Sono trenta anni che frequento, per professione e per questioni genealogiche, il piccolo imprenditore del nostro paese, tipico e caratteristico nel panorama del mondo industriale occidentale per ragioni storiche, antropologiche e culturali anche trattate su queste pagine.
In questo ultimo periodo, però, mi si rivolge sempre più frequentemente una insolita domanda di assistenza relativa al problema della gestione dei ridotti livelli di produttività dei propri esigui collaboratori che sembra essere legata anche agli stati depressivi prodottisi in questo ultimo anno.
Una richiesta che parte da un assunto sbagliato: i piccoli imprenditori aggregano in un unico campione di valutazione quasi tutte le risorse umane a loro disposizione e non individuano invece i veri responsabili del calo di produttività.
Ecco l’errore!
L’imprenditore deve innanzitutto riconoscerli (soprattutto a se stesso) per sviluppare gli “anticorpi” gestionali.
Sulla base della nostra esperienza, abbiamo più volte constatato che il piccolo imprenditore si rifiuta di individuarli perché influenzato dal tipico delirio di onnipotenza di non dare la giusta importanza al contributo dei lavoratori perché convinto del fatto che il successo della propria azienda, quasi sempre composta da un numero limitato di risorse umane, sia soprattutto merito suo (ed al massimo dei propri familiari).
Il problema sta tutto nel riconoscimento formale dei cosiddetti s-collaboratori, quel particolare genere di risorsa umana che, anche se produttivo e competente, rappresenta una fonte di costante preoccupazione per l’azienda.
Specialista del problem creating, il dipendente s-collaboratore è sempre in disaccordo con le decisioni dell’azienda, spesso non rispetta gli impegni/eventi e produce energia negativa per il gruppo di lavoro creando un effetto emulazione per cui le persone attorno a lui producono poco e manifestano le stesse problematiche
Questo tipo di dipendente, con i suoi comportamenti, produce sul piccolo imprenditore effetti che rappresentano dei freni nella attività gestionale.
Quali?
- Effetto Fila: l’imprenditore si ritrova costantemente, fuori dalla porta dell’ufficio, la fila di collaboratori che si lamentano; passa molte ore del suo tempo a dover gestire i problemi delle persone che, interagendo di routine o incidentalmente con lo s-collaboratore, sono stati trattate a pesci in faccia o hanno avuto attriti o diverbi.
- Effetto suocera: ogni volta che l’imprenditore ha a che fare con lo s-collaboratore, deve stare super attento a come si esprime, quali parole usa, che idee propone, cercando in tutti i modi di non creare malcontento o di non esporsi a potenziali critiche; ogni iniziativa o proposta deve essere “filtrata” per non offendere o creare risentimento allo s-collaboratore, che comunque non sarà d’accordo
- Effetto del disco rotto: l’imprenditore si ritrova costantemente a dover gestire sempre gli stessi disaccordi con lo s-collaboratore; spiega, spiega e rispiega, il disaccordo sembra gestito e invece no, tutto riemerge ancora una volta, e ancora, e ancora.
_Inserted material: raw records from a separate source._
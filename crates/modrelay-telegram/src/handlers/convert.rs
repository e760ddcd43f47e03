use teloxide::types::{Chat, Message, User};

use modrelay_core::{
    domain::{ChatId, MessageId, UserId},
    messaging::types::{ChatKind, IncomingMessage, QuotedMessage, Sender},
};

pub fn incoming_from_message(msg: &Message) -> IncomingMessage {
    IncomingMessage {
        chat_id: ChatId(msg.chat.id.0),
        chat_kind: chat_kind(&msg.chat),
        message_id: MessageId(msg.id.0),
        from: msg.from().map(sender_from_user),
        text: msg.text().map(str::to_string),
        caption: msg.caption().map(str::to_string),
        reply_to: msg.reply_to_message().map(quoted_from_message),
        forward_from: forward_origin(msg),
    }
}

fn quoted_from_message(msg: &Message) -> QuotedMessage {
    QuotedMessage {
        message_id: MessageId(msg.id.0),
        text: msg.text().map(str::to_string),
        caption: msg.caption().map(str::to_string),
        forward_from: forward_origin(msg),
    }
}

/// Only present when the original sender allows linking forwards to their account.
fn forward_origin(msg: &Message) -> Option<UserId> {
    msg.forward_from_user().map(|u| UserId(u.id.0 as i64))
}

fn sender_from_user(user: &User) -> Sender {
    Sender {
        id: UserId(user.id.0 as i64),
        is_bot: user.is_bot,
        username: user.username.clone(),
        first_name: Some(user.first_name.clone()).filter(|n| !n.is_empty()),
    }
}

fn chat_kind(chat: &Chat) -> ChatKind {
    if chat.is_private() {
        ChatKind::Private
    } else if chat.is_group() {
        ChatKind::Group
    } else if chat.is_supergroup() {
        ChatKind::Supergroup
    } else {
        ChatKind::Channel
    }
}

#[cfg(test)]
mod tests {
    use super::*;

    #[test]
    fn private_text_message() {
        let json = r#"{
            "message_id": 7,
            "date": 1567927221,
            "chat": {"id": 555, "first_name": "Alice", "username": "alice", "type": "private"},
            "from": {"id": 555, "is_bot": false, "first_name": "Alice", "username": "alice"},
            "text": "How do closures work?"
        }"#;
        let msg: Message = serde_json::from_str(json).unwrap();
        let incoming = incoming_from_message(&msg);

        assert_eq!(incoming.chat_id, ChatId(555));
        assert_eq!(incoming.chat_kind, ChatKind::Private);
        assert_eq!(incoming.message_id, MessageId(7));
        assert_eq!(incoming.text.as_deref(), Some("How do closures work?"));
        assert!(incoming.reply_to.is_none());

        let sender = incoming.from.unwrap();
        assert_eq!(sender.id, UserId(555));
        assert!(!sender.is_bot);
        assert_eq!(sender.label(), "@alice");
    }

    #[test]
    fn supergroup_reply_carries_the_quoted_marker() {
        let json = r#"{
            "message_id": 50,
            "date": 1567927300,
            "chat": {"id": -1001160242915, "title": "Moderators", "type": "supergroup"},
            "from": {"id": 9, "is_bot": false, "first_name": "Mod"},
            "text": "Closures capture variables by reference.",
            "reply_to_message": {
                "message_id": 21,
                "date": 1567927222,
                "chat": {"id": -1001160242915, "title": "Moderators", "type": "supergroup"},
                "from": {"id": 4242, "is_bot": true, "first_name": "Relay", "username": "relay_bot"},
                "text": "USER_ID:555 | @alice"
            }
        }"#;
        let msg: Message = serde_json::from_str(json).unwrap();
        let incoming = incoming_from_message(&msg);

        assert_eq!(incoming.chat_kind, ChatKind::Supergroup);
        assert_eq!(incoming.chat_id, ChatId(-1001160242915));
        assert!(incoming.is_text());

        let quoted = incoming.reply_to.unwrap();
        assert_eq!(quoted.message_id, MessageId(21));
        assert_eq!(quoted.text.as_deref(), Some("USER_ID:555 | @alice"));
        assert!(quoted.forward_from.is_none());
    }
}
Sempre le stesse discussioni, sempre gli stessi problemi.
- Effetto dell’ospite in casa propria: l’imprenditore, temendo di essere abbandonato da uno s-collaboratore competente e produttivo, evita in ogni modo di entrare nel suo “territorio”; accetta a scatola chiusa le scelte e i punti di vista dello s-collaboratore e si rimette al suo insindacabile parere; così facendo evita di entrare nel merito e addirittura nell’ufficio dello s-collaboratore, sentendosi estraneo in casa propria.
- Effetto dell’impossibile: l’imprenditore si sente frustrato dai continui “non è possibile”, “è difficile”, “bisognerebbe cambiare tutto” che, quando provengono da uno s-collaboratore competente, vengono accettati come pareri autorevoli ed erodono la carica positiva dell’imprenditore
A questo punto mi viene rivolta un’altra domanda: una volta individuati, come si gestiscono gli s-collaboratori?
Fino a prima della pandemia l’unica soluzione che gli imprenditori proponevano era molto semplice: me ne devo liberare al più presto!
Ma abbiamo visto nelle settimane scorse che, proprio in questi momenti di crisi, la familiarità (che non significa armonia) nei team di lavoro fa la differenza.
La soluzione sta invece proprio nel fondamentale e spesso evitato passaggio del riconoscimento che deve, in una azione di coinvolgimento e non di disgregazione, diventare di dominio collettivo in una piccola azienda.
In tal modo si evita l’effetto dell’appiattimento valutativo che non accredita invece il contributo dei dipendenti collaborativi e soprattutto, riconoscendosi nei comportamenti talvolta parossistici, gli s-collaboratori correggono gli atteggiamenti perché assumono consapevolezza degli effetti.